0

Good day guys,

After browsing a bit in my spare time at work, I stumbled upon the Facebook statistics page.

"More than 30 billions pieces of content ... shared each month."

We can assume there are probably around let's say 20ish billions posts a month. For now, I believe MySQL will have no problem dealing with such amount of informations since the maximum value of an unsigned BIGINT is 18 446 744 073 709 551 615. I assume they use numeric PK for optimisation purpose.

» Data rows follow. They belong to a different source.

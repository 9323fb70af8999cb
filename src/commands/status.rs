//! `rani status` - observed state, pending overrides and settings

use anyhow::Result;
use colored::Colorize;
use declarative::{ResourceKind, Singleton, StateSnapshot, queue};

use crate::Context;
use crate::app::App;
use crate::engine::differ;
use crate::ui;

pub fn run(ctx: &Context, app: &App, kind: Option<ResourceKind>) -> Result<()> {
    ui::header("Rani Status");
    let snapshot = app.store.snapshot();

    match kind {
        Some(kind) => show_kind(&snapshot, kind),
        None => show_overview(&snapshot),
    }
    show_settings(&snapshot);

    let queued = queue::lock(&app.queue).count();
    println!();
    if queued == 0 {
        ui::success("Everything is up to date");
    } else {
        ui::info(&format!(
            "{queued} task(s) queued, run {} to apply",
            "rani apply".bold()
        ));
        if !ctx.quiet {
            differ::display_changes(&differ::pending_changes(&snapshot));
        }
    }

    Ok(())
}

fn show_overview(snapshot: &StateSnapshot) {
    ui::section("Resources");
    for kind in ResourceKind::ALL {
        let enabled = snapshot.effective(kind).values().filter(|on| **on).count();
        let pending = snapshot.diff(kind).len();
        let pending = if pending == 0 {
            String::new()
        } else {
            format!(", {pending} pending").yellow().to_string()
        };
        ui::kv(differ::heading(kind), &format!("{enabled} enabled{pending}"));
    }
}

fn show_kind(snapshot: &StateSnapshot, kind: ResourceKind) {
    ui::section(differ::heading(kind));
    let wanted = snapshot.wanted(kind);
    let effective = snapshot.effective(kind);
    if effective.is_empty() {
        ui::dim("(nothing observed)");
        return;
    }
    for (name, enabled) in &effective {
        println!(
            "  {} {name}",
            ui::toggle_marker(*enabled, wanted.contains_key(name))
        );
    }
}

fn describe<T: PartialEq>(setting: &Singleton<T>, name: impl Fn(&T) -> String) -> String {
    let value = setting
        .effective()
        .map(&name)
        .unwrap_or_else(|| "unknown".dimmed().to_string());
    if setting.pending().is_some() {
        format!("{value} {}", "*".yellow().bold())
    } else {
        value
    }
}

fn on_off(enabled: &bool) -> String {
    if *enabled { "on" } else { "off" }.to_string()
}

fn show_settings(snapshot: &StateSnapshot) {
    ui::section("System settings");
    ui::kv("DNS", &describe(&snapshot.dns, |p| p.name.clone()));
    ui::kv("Login shell", &describe(&snapshot.shell, |s| s.name.clone()));
    ui::kv("Host blocking", &describe(&snapshot.hblock, on_off));
    ui::kv("iwd backend", &describe(&snapshot.iwd, on_off));
}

The question that boggle my mind is that in C++, the maximum unsigned long integer value is 4 294 967 295. How are they dealing with their database's primary keys when their's values are now probably too large to be dealt with, in their back-end codes ?

Thank you

Cybrix
  • 3,248
  • 5
  • 42
  • 61
  • 1
    possible duplicate of [C++ handling very large integers](http://stackoverflow.com/questions/124332/c-handling-very-large-integers) – Byron Whitlock Jan 04 '11 at 21:02
  • Just as a comment: even if it's non-standard, the popular C++ implementations (GCC, MSVC, Intel) provide a 64-bit `int`, which is what MySQL's `BIGINT` type is. In case you don't, you could implement one or use a library. – wkl Jan 04 '11 at 21:03
  • Crap, I wasn't aware of the unsigned long long integer. Silly me! – Cybrix Jan 04 '11 at 21:11

3 Answers3

3

What about unsigned long long which is 64-bit long, exactly as BIGINT? :) Also, I believe that Facebook do not use numeric ids for their DB, because it is very hard to do that at multiserver database configuration with parallel inserts.

Victor Haydin
  • 3,518
  • 2
  • 26
  • 41
  • I believe using anything else then numeric values in a database would be a pain. But I have no knowledge into multiserver database structures. I would like to get some info about that though. – Cybrix Jan 04 '11 at 21:14
  • @Cybrix - why would it be such a pain? That is the whole point of relational databases. It shouldn't aside from memory / space consumption matter I JOIN a number or a string. – JonH Jan 04 '11 at 21:28
  • @JonH Sorry my comment wasn't clear. I believe using anything else then numeric values as PK is probably a pain for the server. Using a string as PK is probably very time-consuming: You have to generate a random string and then make sure it's not already used. To be honest, I don't know how the indexing works on non-numeric primary key and if they are as efficent as a numeric value. Those are just my thoughts. – Cybrix Jan 04 '11 at 21:41
  • @Cybrix: You don't have to create unique values by flipping coins. Consider GUIDs. – John Dibling Jan 04 '11 at 21:45
0

Simple you write your own BIGINT datatype class in C++ to handle very very large numbers (that may be internally represented as strings actually).

What I mean by this is think of a linked list

struct myNode{
char num;
myNode* next;
}

Now the linked list can hold a lot more integers than you'd expect a typical long / int to.

That doesnt mean I know what facebook is doing or using but there are so many variations. Also facebook is so large all the data isn't kept in just one database...You also may be making assumptions about technology and programming languages as well as DB vendors.

They could be using GUID :), they could be using Oracle or even SQL Server.
There servers are definately load balanced and spread across many many servers across the US and probably outside of the US as well. It's not a simple app but it sure looks like one.

JonH
  • 32,732
  • 12
  • 87
  • 145
0

If you use 64 bit systems (which is already the default for Windows 7 desktop PC's), you can count to 4 billion times 4 billion.

If 4 billion people are online in facebook, they can all make 4 billion comments, and you can still store all of them in a single table with a 64 bit key.